Fast hashing: combination of different techniques to identify changes in a file?

Question

I want to create a fast way to detect whether a file might or might not be the same. For almost 100% sureness I would use an existing hash algorithm, e.g. SHA256. However, the files are expected to be huge video files with several GB, so calculating the SHA256 hash could take some time, especially over the network.

Therefore I want to combine different other techniques:

file size: if the file size has changed, the content has changed (sure)
head / tail hash
random hash

The latter 2 are part of my question:

My guess would be that in the header there are things like:

frame rates (e.g. Videos)
resolution (e.g. Videos, Images)
(file) length (e.g. in frames, pixels etc.)
last change date (e.g. Word documents, not specifically Videos)

Why I consider checking the tail is:

MP3 has the tag information there
EXIF adds custom data at the end if I'm right

Random hashes would select e.g. 126 regions at random positions in the file with a specific length, e.g. 64 kB and create a hash for them. Of course I remember the offsets for later comparison. All in all I would use (1+126+1)*64 kB of data for my hash, so I need to read only 8 MB instead of several GB to get the hash.

Maybe it's more a Math question now, but: how likely is it to detect a change using the combination of file size, head, tail and random data to generate this quick hash sum?

I assume that the files are always legal files. There's no benefit in manipulating single bytes. The user would use a normal video editing tool to change the files.

UPDATE: I unaccepted this answer which came from Crypto.StackExchange. I agree that my proposal is not cryptographic and not intended to be secure. I also agree that CRCing a file is fast, but in my case I really need a hash - I'll explain why:

My application is expected to save bookmarks in videos. My database is expected to save the video hash and the bookmarks.
Users sometimes move or rename files. My program will notice that a file does no longer exist, but will not delete the bookmarks from the database. Instead, when the same video is (accidentally) played again, I want to recognize that it's (probably) the same file.
Users are expected to save files on network drives (NAS) and stream videos. Those are dumb storages. I cannot install a server component. And they might be quite slow, so I really don't want the full hash. Calculating a full hash on a 3 GB file takes at least 5 minutes @ 10 MB/s, no matter how fast the hashing algorithm is.
If the user has edited the file, I somehow hope that the hash won't match any more, because otherwise I would display wrong bookmarks.

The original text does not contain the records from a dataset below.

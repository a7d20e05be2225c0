//! OpenLCB messages exchanged around datagrams: MTI and control field
//! constants, and the single-frame addressed message used for Datagram OK,
//! Datagram Rejected, Optional Interaction Rejected and Terminate Due To Error.
//!
//! Addressed message payload on CAN:
//!
//! ```text
//! byte 0   (flags << 4) | (destination alias >> 8)
//! byte 1   destination alias & 0xFF
//! byte 2.. message data (up to 6 bytes)
//! ```
use crate::core::Alias;
use crate::error::{CanIdBuildError, FrameDecodeError};
use crate::protocol::transport::{can_frame::CanFrame, can_id::CanId};

//==================================================================================MTI
/// Message Type Indicators.
pub mod mti {
    /// Datagram (carried by datagram frame types on CAN, never as a message frame).
    pub const DATAGRAM: u16 = 0x1C48;
    pub const DATAGRAM_OK: u16 = 0x0A28;
    pub const DATAGRAM_REJECTED: u16 = 0x0A48;
    pub const OPTIONAL_INTERACTION_REJECTED: u16 = 0x0068;
    pub const TERMINATE_DUE_TO_ERROR: u16 = 0x00A8;
    pub const VERIFY_NODE_ID_GLOBAL: u16 = 0x0490;
    pub const VERIFIED_NODE_ID: u16 = 0x0170;
    /// Verified Node ID sent by a node implementing the simple protocol set.
    pub const VERIFIED_NODE_ID_SIMPLE: u16 = 0x0171;

    /// Bit set in every addressed MTI.
    pub const ADDRESSED_BIT: u16 = 0x0008;

    #[inline]
    pub const fn is_addressed(mti: u16) -> bool {
        mti & ADDRESSED_BIT != 0
    }
}

//==================================================================================CONTROL
/// CAN control frame fields (bits 26..12 of a control frame identifier).
pub mod control {
    /// Alias Map Definition.
    pub const AMD: u16 = 0x0701;
    /// Alias Mapping Enquiry.
    pub const AME: u16 = 0x0702;
    /// Alias Map Reset.
    pub const AMR: u16 = 0x0703;
}

//==================================================================================ADDRESSED_MESSAGE
/// Maximum data bytes after the two destination bytes.
pub const MAX_ADDRESSED_DATA: usize = 6;

/// Single-frame addressed message.
#[derive(Debug, Clone, Copy, PartialEq, Eq)]
#[cfg_attr(feature = "defmt", derive(defmt::Format))]
pub struct AddressedMessage {
    pub mti: u16,
    pub source: Alias,
    pub destination: Alias,
    /// Continuation flags nibble (0 for single-frame messages).
    pub flags: u8,
    pub data: [u8; MAX_ADDRESSED_DATA],
    pub len: usize,
}

impl AddressedMessage {
    /// Build a message carrying up to six data bytes.
    pub fn new(
        mti: u16,
        source: Alias,
        destination: Alias,
        data: &[u8],
    ) -> Result<Self, CanIdBuildError> {
        if data.len() > MAX_ADDRESSED_DATA {
            return Err(CanIdBuildError::PayloadTooLong { len: data.len() });
        }
        let mut buffer = [0u8; MAX_ADDRESSED_DATA];
        buffer[..data.len()].copy_from_slice(data);
        Ok(Self {
            mti,
            source,
            destination,
            flags: 0,
            data: buffer,
            len: data.len(),
        })
    }

    /// Datagram Received OK with its flags byte.
    pub fn datagram_ok(source: Alias, destination: Alias, flags: u8) -> Self {
        Self {
            mti: mti::DATAGRAM_OK,
            source,
            destination,
            flags: 0,
            data: [flags, 0, 0, 0, 0, 0],
            len: 1,
        }
    }

    /// Datagram Rejected with a big-endian error code.
    pub fn datagram_rejected(source: Alias, destination: Alias, code: u16) -> Self {
        let [hi, lo] = code.to_be_bytes();
        Self {
            mti: mti::DATAGRAM_REJECTED,
            source,
            destination,
            flags: 0,
            data: [hi, lo, 0, 0, 0, 0],
            len: 2,
        }
    }

    #[inline]
    pub fn payload(&self) -> &[u8] {
        &self.data[..self.len.min(MAX_ADDRESSED_DATA)]
    }

    /// First two data bytes read as a big-endian error code.
    pub fn error_code(&self) -> Option<u16> {
        match self.payload() {
            [hi, lo, ..] => Some(u16::from_be_bytes([*hi, *lo])),
            _ => None,
        }
    }

    /// Bytes 2..4 of the data: MTI of the message that caused an OIR/TDE.
    pub fn rejected_mti(&self) -> Option<u16> {
        match self.payload() {
            [_, _, hi, lo, ..] => Some(u16::from_be_bytes([*hi, *lo])),
            _ => None,
        }
    }

    /// Encode into a CAN message frame.
    pub fn encode(&self) -> Result<CanFrame, CanIdBuildError> {
        if !crate::core::is_valid_alias(self.destination) {
            return Err(CanIdBuildError::InvalidDestination {
                alias: self.destination,
            });
        }
        let id = CanId::builder(self.source).message(self.mti).build()?;
        let mut data = [0u8; 8];
        data[0] = ((self.flags & 0x0F) << 4) | (self.destination >> 8) as u8;
        data[1] = (self.destination & 0xFF) as u8;
        let payload = self.payload();
        data[2..2 + payload.len()].copy_from_slice(payload);
        CanFrame::new(id, &data[..2 + payload.len()])
            .ok_or(CanIdBuildError::PayloadTooLong { len: self.len })
    }

    /// Decode a CAN message frame carrying an addressed MTI.
    pub fn decode(frame: &CanFrame) -> Result<Self, FrameDecodeError> {
        let mti = frame.id.mti().ok_or(FrameDecodeError::UnexpectedFrameType {
            frame_type: frame.id.frame_type_bits(),
        })?;
        if !mti::is_addressed(mti) {
            return Err(FrameDecodeError::NotAddressed { mti });
        }
        let payload = frame.payload();
        if payload.len() < 2 {
            return Err(FrameDecodeError::InvalidDataLen { len: payload.len() });
        }
        let source = frame.id.source_alias();
        if source == 0 {
            return Err(FrameDecodeError::InvalidSource);
        }
        let destination = (((payload[0] & 0x0F) as u16) << 8) | payload[1] as u16;
        let mut data = [0u8; MAX_ADDRESSED_DATA];
        let len = payload.len() - 2;
        data[..len].copy_from_slice(&payload[2..]);
        Ok(Self {
            mti,
            source,
            destination,
            flags: payload[0] >> 4,
            data,
            len,
        })
    }
}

I'd be ok with a ~80% chance of having the correct bookmarks. How many hash pieces should I put together and where in the file would that be?

As long as malicious tampering or file corruption is not a concern, there's no need for any of this. Just use a specialized program to interpret the media file's headers, which should contain the streams' encoding/tagging dates and sizes. You can hash the media information for easy comparison. — , Dec 13 '13 at 17:45
Also, most operating systems keep a 'last modified date' available for each file. If you don't have to worry about malicious tampering (that last modified date can generally be set by someone), you can just look at that, and not bother with any file contents at all. — poncho, Dec 13 '13 at 19:23
EXIF or MP3tag are almost useless for detecting changes: Many of manipulation programs are unable to touch these so they retain their previous contents. For example EXIF may well retain the original picture. — , Dec 13 '13 at 20:17
@e-sushi: I agree. Only thing which may be interesting to note from perspective of cryptography, is that CPU power generally grows faster than I/O or storage. Also CPUs get more cryptographic capabilities. This means that there are less and less uses where it is worth using "classical" non-cryptgoraphic hashing techniques and just going with proper cryptographic hashes even when there appears to be small chance of foul play. — , Dec 13 '13 at 20:40
Going by “I assume that the files are always legal files”, I guess you aren't looking for any security? In this case you're on the wrong site. [cs.se] should be a better help. The answers you've had here are irrelevant if you don't want security, so if this is the case I would suggest to repost on [cs.se] and clarify that point in your reposted question. — Gilles 'SO- stop being evil', Dec 13 '13 at 21:44
There has been a proposal to close this as opinion-based. I don't see how a direct question about the probability of some event is a matter of opinion. — David Richerby, May 27 '14 at 16:06
I too find this a very good question, though it might be impossible. But again, with an accepted error margin for 20% I'm guessing it to be possible. I could use a solution as well, but I would not accept error margins greater than 1%, but speed is paramount. — Johny Skovdal, Dec 11 '17 at 15:59

score 8 · Accepted Answer · edited Apr 13 '17 at 12:48

There are two sides to your coin:

if you want to do it secure, you will need to use a cryptographically secure hash like SHA256 (crypto-hashes are meant to be fast, but tend to be a bit slow due to security constraints),
things like CRCs are definitely quicker, but will never be able to offer the same kind of security (especially when we’re talking about .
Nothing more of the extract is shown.